The Company is subject to a number of federal, state, and local environmental laws and regulations. Management is not aware of any current or pending commitment or contingency.
In December 2022, the Company entered into an agreement with an unrelated party to provide crushing services on land owned by the Company using equipment owned and operated by this unrelated party. The agreement commenced in August 2023 and will continue through July 2025. The terms of this agreement call for a base fee of $198,000 per month plus an additional amount per ton of material produced, which is either $4.90 or $5.65 per ton. The Company was also required to pay a mobilization fee of $615,000, which is recognized as an expense ratably over the contract term. As of September 30, 2023, there have been no expenses incurred related to this agreement and the total remaining purchase commitments under this agreement are approximately 1,500,000 tons.

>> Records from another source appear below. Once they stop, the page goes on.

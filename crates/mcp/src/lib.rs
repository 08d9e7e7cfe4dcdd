// MCP (Model Context Protocol) pipe transport
// Line-delimited JSON-RPC over stdio, backed by the shared dispatcher

pub mod protocol;
pub mod server;

pub use server::McpServer;
// MCP server over a line-delimited byte stream (stdio in production)

use crate::protocol::{
    CallToolParams, CallToolResult, InitializeParams, InitializeResult, JsonRpcError, JsonRpcRequest,
    JsonRpcResponse, ListToolsResult, ServerCapabilities, ServerInfo, ToolsCapability, JSONRPC_VERSION,
    PROTOCOL_VERSION,
};
use anyhow::{Context, Result};
use futures::{SinkExt, StreamExt};
use serde_json::{json, Value};
use std::sync::Arc;
use tokio::io::{AsyncRead, AsyncWrite};
use tokio_util::codec::{AnyDelimiterCodec, AnyDelimiterCodecError, FramedRead, FramedWrite, LinesCodec};
use toolgate_core::config::ServerInfoConfig;
use toolgate_core::{Dispatcher, InvocationRequest, ToolFilter};

/// Longest request line accepted before the session is dropped
const MAX_LINE_LENGTH: usize = 4 * 1024 * 1024;

pub struct McpServer {
    dispatcher: Arc<Dispatcher>,
    server_info: ServerInfo,
}

impl McpServer {
    pub fn new(dispatcher: Arc<Dispatcher>, server: &ServerInfoConfig) -> Self {
        Self {
            dispatcher,
            server_info: ServerInfo {
                name: server.name.clone(),
                version: server.version.clone(),
            },
        }
    }

    /// Serve on stdin/stdout until the client closes stdin
    pub async fn start(&self) -> Result<()> {
        tracing::info!("MCP server listening on stdio");
        self.serve(tokio::io::stdin(), tokio::io::stdout()).await
    }

    /// Serve one connection.
    ///
    /// Requests are handled strictly one at a time, so responses leave in the
    /// order their requests arrived.
    pub async fn serve<R, W>(&self, reader: R, writer: W) -> Result<()>
    where
        R: AsyncRead + Unpin,
        W: AsyncWrite + Unpin,
    {
        // Frames are split on raw bytes so one undecodable line cannot end the session
        let codec = AnyDelimiterCodec::new_with_max_length(b"\n".to_vec(), b"\n".to_vec(), MAX_LINE_LENGTH);
        let mut frames = FramedRead::new(reader, codec);
        let mut sink = FramedWrite::new(writer, LinesCodec::new());

        while let Some(frame) = frames.next().await {
            let frame = match frame {
                Ok(frame) => frame,
                Err(AnyDelimiterCodecError::MaxChunkLengthExceeded) => {
                    tracing::warn!("Request line exceeds {} bytes, closing session", MAX_LINE_LENGTH);
                    let response = JsonRpcResponse::error(Value::Null, JsonRpcError::parse_error());
                    sink.send(serde_json::to_string(&response)?).await?;
                    break;
                }
                Err(AnyDelimiterCodecError::Io(err)) => {
                    return Err(err).context("Failed to read from client");
                }
            };

            let line = match std::str::from_utf8(&frame) {
                Ok(line) => line,
                Err(_) => {
                    tracing::warn!("Request line is not valid UTF-8");
                    let response = JsonRpcResponse::error(Value::Null, JsonRpcError::parse_error());
                    sink.send(serde_json::to_string(&response)?).await?;
                    continue;
                }
            };

            if line.trim().is_empty() {
                continue;
            }

            tracing::debug!("Received: {}", line);
            if let Some(response) = self.handle_line(line).await {
                let out = serde_json::to_string(&response)?;
                tracing::debug!("Sending: {}", out);
                sink.send(out).await.context("Failed to write response")?;
            }
        }

        tracing::info!("Client closed the connection");
        Ok(())
    }

    /// Handle one raw line; `None` for notifications
    pub async fn handle_line(&self, line: &str) -> Option<JsonRpcResponse> {
        let value: Value = match serde_json::from_str(line) {
            Ok(value) => value,
            Err(_) => return Some(JsonRpcResponse::error(Value::Null, JsonRpcError::parse_error())),
        };

        let id = value.get("id").cloned().unwrap_or(Value::Null);
        let request: JsonRpcRequest = match serde_json::from_value(value) {
            Ok(request) => request,
            Err(_) => return Some(JsonRpcResponse::error(id, JsonRpcError::invalid_request())),
        };

        if request.jsonrpc != JSONRPC_VERSION {
            return Some(JsonRpcResponse::error(id, JsonRpcError::invalid_request()));
        }

        self.handle_request(request).await
    }

    async fn handle_request(&self, request: JsonRpcRequest) -> Option<JsonRpcResponse> {
        let Some(id) = request.id.clone() else {
            tracing::debug!("Notification: {}", request.method);
            return None;
        };

        let outcome = match request.method.as_str() {
            "initialize" => self.initialize(request.params),
            "ping" => Ok(json!({})),
            "tools/list" => self.list_tools(),
            "tools/call" => self.call_tool(&id, request.params).await,
            other => Err(JsonRpcError::method_not_found(other)),
        };

        Some(match outcome {
            Ok(result) => JsonRpcResponse::success(id, result),
            Err(error) => JsonRpcResponse::error(id, error),
        })
    }

    fn initialize(&self, params: Option<Value>) -> Result<Value, JsonRpcError> {
        let requested = params
            .and_then(|p| serde_json::from_value::<InitializeParams>(p).ok())
            .map(|p| p.protocol_version);
        tracing::info!("Client initialized (protocol {:?})", requested);

        let result = InitializeResult {
            protocol_version: requested.unwrap_or_else(|| PROTOCOL_VERSION.to_string()),
            capabilities: ServerCapabilities {
                tools: Some(ToolsCapability { list_changed: false }),
            },
            server_info: self.server_info.clone(),
        };
        to_value(&result)
    }

    fn list_tools(&self) -> Result<Value, JsonRpcError> {
        let result = ListToolsResult {
            tools: self.dispatcher.list_tools(&ToolFilter::All),
        };
        to_value(&result)
    }

    async fn call_tool(&self, id: &Value, params: Option<Value>) -> Result<Value, JsonRpcError> {
        let params: CallToolParams = params
            .and_then(|p| serde_json::from_value(p).ok())
            .ok_or_else(|| JsonRpcError::invalid_params("Invalid tool call parameters"))?;

        let request_id = match id {
            Value::String(s) => s.clone(),
            other => other.to_string(),
        };
        let request = InvocationRequest::new(params.name, params.arguments, request_id)
            .with_cursor(params.cursor);

        match self.dispatcher.call_tool(request, &ToolFilter::All).await {
            Ok(payload) => to_value(&CallToolResult::from_payload(payload)),
            Err(err) => Err(JsonRpcError::from_dispatch(&err)),
        }
    }
}

fn to_value<T: serde::Serialize>(value: &T) -> Result<Value, JsonRpcError> {
    serde_json::to_value(value).map_err(|_| JsonRpcError::custom(JsonRpcError::INTERNAL_ERROR, "Internal error"))
}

(17) Customer concentrations
As of September 30, 2023, no individual customers had outstanding accounts receivable or contract asset balances greater than 10% of the Company’s accounts receivable or contract assets. There were no customers with revenues in excess of 10% of the Company’s revenues for the year ended September 30, 2023.
(18) Subsequent events
The Company has evaluated subsequent events through September 25, 2024, which is the date the consolidated financial statements were available to be issued.
On August 1, 2024, the Company entered into the Membership Interest and Asset Purchase Agreement with Arcosa, Inc., whereby the Company agreed to be purchased for approximately $1.2 billion.
On August 13, 2024, the Company settled the existing interest rate swap with its financial institution prior to the termination date of March 2031. Due to the early settlement, the Company received $2,727,000 from this financial institution as consideration for the remaining fair value of the derivative instrument on the date of early termination.